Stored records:

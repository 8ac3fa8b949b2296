//! Configuration models and loaders for orbit_view scenarios.

use std::f64::consts::PI;
use std::fs::File;
use std::path::{Path, PathBuf};

use serde::{Deserialize, Serialize};
use thiserror::Error;

/// Opaque RGB color, written as `[r, g, b]` in scenario files.
#[derive(Debug, Clone, Copy, PartialEq, Eq, Serialize, Deserialize)]
pub struct Color(pub u8, pub u8, pub u8);

impl Color {
    pub const WHITE: Self = Self(255, 255, 255);
    pub const BLACK: Self = Self(0, 0, 0);
    pub const ORANGE: Self = Self(255, 165, 0);
}

/// A full scenario: one frame's worth of simulation state plus view and styling.
#[derive(Debug, Deserialize, Clone)]
pub struct ScenarioConfig {
    pub name: String,
    #[serde(default)]
    pub view: ViewConfig,
    #[serde(default)]
    pub settings: RenderSettings,
    #[serde(default)]
    pub effects: EffectsConfig,
    pub central_body: BodyConfig,
    pub moon: PlacedBodyConfig,
    pub sun: PlacedBodyConfig,
    pub satellite: SatelliteConfig,
    pub orbit: OrbitConfig,
    #[serde(default)]
    pub accelerations: AccelerationConfig,
}

/// Canvas size and viewport transform used when none is given on the command line.
#[derive(Debug, Deserialize, Clone)]
#[serde(default)]
pub struct ViewConfig {
    pub width: u32,
    pub height: u32,
    pub scale_px_per_m: f64,
    pub zoom: f64,
}

impl Default for ViewConfig {
    fn default() -> Self {
        Self {
            width: 800,
            height: 600,
            scale_px_per_m: 2.0e-5,
            zoom: 1.0,
        }
    }
}

/// Which perturbation overlays are enabled.
#[derive(Debug, Deserialize, Clone, Copy, Default)]
#[serde(default)]
pub struct EffectsConfig {
    pub lunar: bool,
    pub solar: bool,
    pub drag: bool,
    pub j2: bool,
    pub srp: bool,
}

/// Appearance of a body.
#[derive(Debug, Deserialize, Clone)]
pub struct BodyConfig {
    pub name: String,
    pub radius_km: f64,
    pub color: Color,
    #[serde(default)]
    pub outline_color: Option<Color>,
    #[serde(default)]
    pub image: Option<PathBuf>,
}

/// A body with a position relative to the central body.
#[derive(Debug, Deserialize, Clone)]
pub struct PlacedBodyConfig {
    #[serde(flatten)]
    pub body: BodyConfig,
    pub position_km: [f64; 3],
}

/// Satellite state and appearance.
#[derive(Debug, Deserialize, Clone)]
pub struct SatelliteConfig {
    pub name: String,
    pub position_km: [f64; 3],
    #[serde(default)]
    pub velocity_km_s: [f64; 3],
    #[serde(default = "default_satellite_size")]
    pub size_px: f64,
    #[serde(default = "default_satellite_color")]
    pub color: Color,
    #[serde(default)]
    pub image: Option<PathBuf>,
}

fn default_satellite_size() -> f64 {
    6.0
}

fn default_satellite_color() -> Color {
    Color(220, 220, 220)
}

/// Static orbit ellipse parameters.
#[derive(Debug, Deserialize, Clone, Copy)]
pub struct OrbitConfig {
    pub semi_major_axis_km: f64,
    pub eccentricity: f64,
}

/// Precomputed per-effect accelerations (m/s²) from an external simulation.
#[derive(Debug, Deserialize, Clone, Copy, Default)]
#[serde(default)]
pub struct AccelerationConfig {
    pub lunar_m_s2: [f64; 3],
    pub solar_m_s2: [f64; 3],
    pub drag_m_s2: [f64; 3],
    pub j2_m_s2: [f64; 3],
    pub srp_m_s2: [f64; 3],
    pub shadow: ShadowConfig,
}

/// Shadow state of the satellite as reported by the simulation.
#[derive(Debug, Deserialize, Clone, Copy, Default, PartialEq, Eq)]
#[serde(rename_all = "snake_case")]
pub enum ShadowConfig {
    #[default]
    DirectSunlight,
    Penumbra,
    Umbral,
}

/// Colors used for the perturbation overlays and annotations.
#[derive(Debug, Deserialize, Clone, Copy, PartialEq)]
#[serde(default)]
pub struct Palette {
    pub background: Color,
    pub orbit: Color,
    pub label: Color,
    pub lunar: Color,
    pub solar: Color,
    pub drag: Color,
    pub j2: Color,
    pub srp_direct: Color,
    pub srp_penumbra: Color,
    pub srp_umbral: Color,
}

impl Default for Palette {
    fn default() -> Self {
        Self {
            background: Color(8, 10, 24),
            orbit: Color(90, 110, 150),
            label: Color::WHITE,
            lunar: Color(170, 170, 255),
            solar: Color(255, 220, 60),
            drag: Color(255, 80, 80),
            j2: Color(80, 220, 120),
            srp_direct: Color::ORANGE,
            srp_penumbra: Color(190, 120, 40),
            srp_umbral: Color(90, 70, 50),
        }
    }
}

/// Arrow layout constants.
#[derive(Debug, Deserialize, Clone, Copy, PartialEq)]
#[serde(default)]
pub struct ArrowSettings {
    /// Arrow length (px) for a magnitude equal to `threshold_m_s2`.
    pub base_length_px: f64,
    /// Extra length (px) per decade of magnitude above the threshold.
    pub decade_length_px: f64,
    pub threshold_m_s2: f64,
    pub min_length_px: f64,
    pub max_length_px: f64,
    /// Arrowhead length as a fraction of the smaller canvas dimension.
    pub head_fraction: f64,
    /// Arrowhead half-angle in radians.
    pub head_angle_rad: f64,
    pub stroke_width: u32,
}

impl Default for ArrowSettings {
    fn default() -> Self {
        Self {
            base_length_px: 40.0,
            decade_length_px: 10.0,
            threshold_m_s2: 1.0e-10,
            min_length_px: 12.0,
            max_length_px: 150.0,
            head_fraction: 0.015,
            head_angle_rad: PI / 7.0,
            stroke_width: 2,
        }
    }
}

/// All renderer tunables.
#[derive(Debug, Deserialize, Clone, PartialEq)]
#[serde(default)]
pub struct RenderSettings {
    /// Bodies smaller than this on screen are drawn with this icon radius instead.
    pub min_body_radius_px: f64,
    /// Images are only blitted when their on-screen diameter exceeds this.
    pub min_image_px: f64,
    /// Visual moon distance in central-body radii (not to scale).
    pub moon_visual_orbit_radii: f64,
    /// Sun distance from the center as a fraction of half the smaller canvas side.
    pub sun_visual_fraction: f64,
    pub max_sun_radius_px: f64,
    pub orbit_segments: usize,
    pub label_offset_px: f64,
    pub line_height_px: f64,
    pub font_size_px: f64,
    pub show_legend: bool,
    /// Fallback moon image, loaded once if the moon carries none.
    pub moon_image_path: Option<PathBuf>,
    pub arrow: ArrowSettings,
    pub palette: Palette,
}

impl Default for RenderSettings {
    fn default() -> Self {
        Self {
            min_body_radius_px: 4.0,
            min_image_px: 12.0,
            moon_visual_orbit_radii: 2.2,
            sun_visual_fraction: 0.85,
            max_sun_radius_px: 18.0,
            orbit_segments: 180,
            label_offset_px: 8.0,
            line_height_px: 14.0,
            font_size_px: 13.0,
            show_legend: true,
            moon_image_path: None,
            arrow: ArrowSettings::default(),
            palette: Palette::default(),
        }
    }
}

/// Errors that can occur while loading configuration files.
#[derive(Debug, Error)]
pub enum ConfigError {
    #[error("failed to read scenario: {0}")]
    Io(#[from] std::io::Error),
    #[error("failed to parse YAML: {0}")]
    Parse(#[from] serde_yaml::Error),
    #[error("failed to parse TOML: {0}")]
    Toml(#[from] toml::de::Error),
    #[error("invalid scenario '{name}': {reason}")]
    Invalid { name: String, reason: String },
}

/// Load a scenario from a YAML or TOML file (chosen by extension) and validate it.
pub fn load_scenario<P: AsRef<Path>>(path: P) -> Result<ScenarioConfig, ConfigError> {
    let path = path.as_ref();
    let scenario: ScenarioConfig = if path.extension().map(|ext| ext == "toml").unwrap_or(false) {
        let contents = std::fs::read_to_string(path)?;
        toml::from_str(&contents)?
    } else {
        let reader = File::open(path)?;
        serde_yaml::from_reader(reader)?
    };
    scenario.validate()?;
    Ok(scenario)
}

impl ScenarioConfig {
    /// Reject values the renderer cannot draw.
    pub fn validate(&self) -> Result<(), ConfigError> {
        let invalid = |reason: &str| ConfigError::Invalid {
            name: self.name.clone(),
            reason: reason.to_string(),
        };
        if !(self.view.scale_px_per_m.is_finite() && self.view.scale_px_per_m > 0.0) {
            return Err(invalid("view.scale_px_per_m must be positive"));
        }
        if !(self.view.zoom.is_finite() && self.view.zoom > 0.0) {
            return Err(invalid("view.zoom must be positive"));
        }
        if self.view.width == 0 || self.view.height == 0 {
            return Err(invalid("view dimensions must be non-zero"));
        }
        if !(0.0..1.0).contains(&self.orbit.eccentricity) {
            return Err(invalid("orbit.eccentricity must lie in [0, 1)"));
        }
        if self.central_body.radius_km <= 0.0 {
            return Err(invalid("central_body.radius_km must be positive"));
        }
        self.settings.arrow.check().map_err(invalid)
    }
}

impl ArrowSettings {
    /// Describe the first setting that would break arrow layout, if any.
    pub fn check(&self) -> Result<(), &'static str> {
        if !(self.threshold_m_s2.is_finite() && self.threshold_m_s2 > 0.0) {
            return Err("settings.arrow.threshold_m_s2 must be positive");
        }
        if !(self.base_length_px.is_finite() && self.decade_length_px.is_finite()) {
            return Err("settings.arrow base/decade lengths must be finite");
        }
        if !(self.min_length_px.is_finite() && self.min_length_px >= 0.0) {
            return Err("settings.arrow.min_length_px must be non-negative");
        }
        if !(self.max_length_px.is_finite() && self.max_length_px >= self.min_length_px) {
            return Err("settings.arrow.max_length_px must be at least min_length_px");
        }
        Ok(())
    }
}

§ What you will do
What you copy out must be exactly the lines from the line containing "base/decade lengths must" through the end of the records.

§ Solution for this exercise
            return Err("settings.arrow base/decade lengths must be finite");
        }
        if !(self.min_length_px.is_finite() && self.min_length_px >= 0.0) {
            return Err("settings.arrow.min_length_px must be non-negative");
        }
        if !(self.max_length_px.is_finite() && self.max_length_px >= self.min_length_px) {
            return Err("settings.arrow.max_length_px must be at least min_length_px");
        }
        Ok(())
    }
}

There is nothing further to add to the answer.